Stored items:
==============================

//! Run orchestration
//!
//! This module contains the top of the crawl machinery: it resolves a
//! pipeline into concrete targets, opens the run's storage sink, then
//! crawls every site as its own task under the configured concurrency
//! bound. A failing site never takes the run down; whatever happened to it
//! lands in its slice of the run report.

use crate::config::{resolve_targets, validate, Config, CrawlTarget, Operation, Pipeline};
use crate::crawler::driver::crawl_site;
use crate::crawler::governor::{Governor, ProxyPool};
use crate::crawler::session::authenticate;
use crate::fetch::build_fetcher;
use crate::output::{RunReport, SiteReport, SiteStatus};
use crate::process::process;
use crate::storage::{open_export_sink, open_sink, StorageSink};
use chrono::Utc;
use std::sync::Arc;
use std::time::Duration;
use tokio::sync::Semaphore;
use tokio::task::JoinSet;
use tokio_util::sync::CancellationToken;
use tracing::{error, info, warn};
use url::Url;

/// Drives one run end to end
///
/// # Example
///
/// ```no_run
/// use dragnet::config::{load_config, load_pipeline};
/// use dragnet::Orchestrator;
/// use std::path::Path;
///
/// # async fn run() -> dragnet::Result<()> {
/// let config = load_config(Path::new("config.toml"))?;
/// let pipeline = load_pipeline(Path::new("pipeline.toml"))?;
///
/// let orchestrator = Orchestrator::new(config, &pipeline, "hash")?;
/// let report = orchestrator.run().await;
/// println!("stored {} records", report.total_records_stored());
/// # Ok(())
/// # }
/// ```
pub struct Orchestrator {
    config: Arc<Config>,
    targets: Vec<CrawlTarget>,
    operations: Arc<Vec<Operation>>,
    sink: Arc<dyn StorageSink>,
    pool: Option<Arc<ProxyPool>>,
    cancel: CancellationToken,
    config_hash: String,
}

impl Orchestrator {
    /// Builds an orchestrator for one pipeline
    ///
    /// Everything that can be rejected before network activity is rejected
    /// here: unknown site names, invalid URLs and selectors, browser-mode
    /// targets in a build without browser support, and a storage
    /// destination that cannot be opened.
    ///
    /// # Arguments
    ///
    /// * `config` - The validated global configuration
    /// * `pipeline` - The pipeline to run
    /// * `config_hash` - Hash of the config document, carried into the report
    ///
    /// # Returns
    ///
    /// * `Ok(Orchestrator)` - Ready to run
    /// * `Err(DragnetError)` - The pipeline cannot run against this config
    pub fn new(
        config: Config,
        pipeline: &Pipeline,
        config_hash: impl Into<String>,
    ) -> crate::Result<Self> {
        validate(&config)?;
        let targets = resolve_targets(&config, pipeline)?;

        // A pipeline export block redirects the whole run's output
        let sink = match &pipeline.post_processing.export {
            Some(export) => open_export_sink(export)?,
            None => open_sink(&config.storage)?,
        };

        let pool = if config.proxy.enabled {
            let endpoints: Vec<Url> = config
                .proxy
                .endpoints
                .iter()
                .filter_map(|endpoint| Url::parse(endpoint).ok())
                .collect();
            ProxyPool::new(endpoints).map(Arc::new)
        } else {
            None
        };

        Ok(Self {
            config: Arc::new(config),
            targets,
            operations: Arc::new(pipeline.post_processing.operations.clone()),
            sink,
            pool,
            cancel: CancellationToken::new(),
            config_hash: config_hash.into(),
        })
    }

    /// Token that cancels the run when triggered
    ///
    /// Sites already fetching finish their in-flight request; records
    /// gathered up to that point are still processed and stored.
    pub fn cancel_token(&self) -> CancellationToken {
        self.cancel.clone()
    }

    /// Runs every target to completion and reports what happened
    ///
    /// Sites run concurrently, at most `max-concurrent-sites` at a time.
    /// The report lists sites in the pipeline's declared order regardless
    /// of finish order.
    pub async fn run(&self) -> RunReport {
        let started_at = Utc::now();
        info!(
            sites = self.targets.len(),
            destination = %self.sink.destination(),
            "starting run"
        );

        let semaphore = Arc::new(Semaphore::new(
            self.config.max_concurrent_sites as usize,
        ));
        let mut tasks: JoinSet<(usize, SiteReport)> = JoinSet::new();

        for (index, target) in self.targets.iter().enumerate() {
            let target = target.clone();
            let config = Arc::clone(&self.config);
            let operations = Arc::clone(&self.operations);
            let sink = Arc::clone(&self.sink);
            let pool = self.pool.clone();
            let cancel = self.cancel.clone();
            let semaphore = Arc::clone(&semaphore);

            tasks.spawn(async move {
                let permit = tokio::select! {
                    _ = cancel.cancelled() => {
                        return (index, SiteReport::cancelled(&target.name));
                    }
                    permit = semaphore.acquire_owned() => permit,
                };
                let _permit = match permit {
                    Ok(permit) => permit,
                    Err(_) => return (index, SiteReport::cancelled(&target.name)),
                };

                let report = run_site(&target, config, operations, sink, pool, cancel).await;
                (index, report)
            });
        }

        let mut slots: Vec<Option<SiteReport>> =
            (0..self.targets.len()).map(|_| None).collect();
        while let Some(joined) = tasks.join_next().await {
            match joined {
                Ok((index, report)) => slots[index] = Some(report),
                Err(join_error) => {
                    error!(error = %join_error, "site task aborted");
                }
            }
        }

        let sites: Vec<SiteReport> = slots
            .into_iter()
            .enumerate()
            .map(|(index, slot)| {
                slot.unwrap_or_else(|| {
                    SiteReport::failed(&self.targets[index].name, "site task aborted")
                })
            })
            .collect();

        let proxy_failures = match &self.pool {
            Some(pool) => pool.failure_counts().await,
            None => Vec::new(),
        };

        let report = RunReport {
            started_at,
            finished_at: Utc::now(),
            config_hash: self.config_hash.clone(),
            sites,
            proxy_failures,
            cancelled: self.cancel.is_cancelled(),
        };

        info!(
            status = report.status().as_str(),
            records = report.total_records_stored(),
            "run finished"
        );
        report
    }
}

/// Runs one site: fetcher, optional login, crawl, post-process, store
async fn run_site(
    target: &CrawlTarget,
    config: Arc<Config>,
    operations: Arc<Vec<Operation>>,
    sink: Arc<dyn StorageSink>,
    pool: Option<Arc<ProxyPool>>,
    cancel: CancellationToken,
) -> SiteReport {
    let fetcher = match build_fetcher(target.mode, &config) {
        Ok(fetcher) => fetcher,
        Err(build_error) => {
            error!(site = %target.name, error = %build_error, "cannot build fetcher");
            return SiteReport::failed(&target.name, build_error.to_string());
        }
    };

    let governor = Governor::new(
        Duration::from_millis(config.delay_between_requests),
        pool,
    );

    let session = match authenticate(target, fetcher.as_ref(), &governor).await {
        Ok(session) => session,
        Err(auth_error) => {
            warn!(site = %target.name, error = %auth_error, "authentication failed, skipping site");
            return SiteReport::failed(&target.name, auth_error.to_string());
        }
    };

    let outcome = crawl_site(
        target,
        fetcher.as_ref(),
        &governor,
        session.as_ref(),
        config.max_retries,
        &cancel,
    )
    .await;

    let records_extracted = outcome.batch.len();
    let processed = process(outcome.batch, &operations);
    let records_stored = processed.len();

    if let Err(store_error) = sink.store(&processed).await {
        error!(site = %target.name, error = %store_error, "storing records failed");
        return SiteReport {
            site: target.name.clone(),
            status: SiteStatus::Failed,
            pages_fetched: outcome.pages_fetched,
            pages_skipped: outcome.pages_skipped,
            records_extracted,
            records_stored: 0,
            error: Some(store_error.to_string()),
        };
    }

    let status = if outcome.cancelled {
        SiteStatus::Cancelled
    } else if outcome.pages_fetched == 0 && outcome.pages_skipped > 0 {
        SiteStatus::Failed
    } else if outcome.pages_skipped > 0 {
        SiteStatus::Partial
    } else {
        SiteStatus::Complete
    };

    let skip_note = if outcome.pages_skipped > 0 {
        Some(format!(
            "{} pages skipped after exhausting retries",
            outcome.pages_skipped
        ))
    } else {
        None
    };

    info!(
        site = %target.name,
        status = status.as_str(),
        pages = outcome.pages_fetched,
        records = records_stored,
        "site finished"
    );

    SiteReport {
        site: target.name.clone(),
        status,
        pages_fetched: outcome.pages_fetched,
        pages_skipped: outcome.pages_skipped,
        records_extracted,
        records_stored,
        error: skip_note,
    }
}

==============================

◆ **WHAT THE EXERCISE ASKS**
Filter the entries above down to the lines containing the word "async".

◆ **RESULT FOR THIS TASK**
/// # async fn run() -> dragnet::Result<()> {
    pub async fn run(&self) -> RunReport {
            tasks.spawn(async move {
async fn run_site(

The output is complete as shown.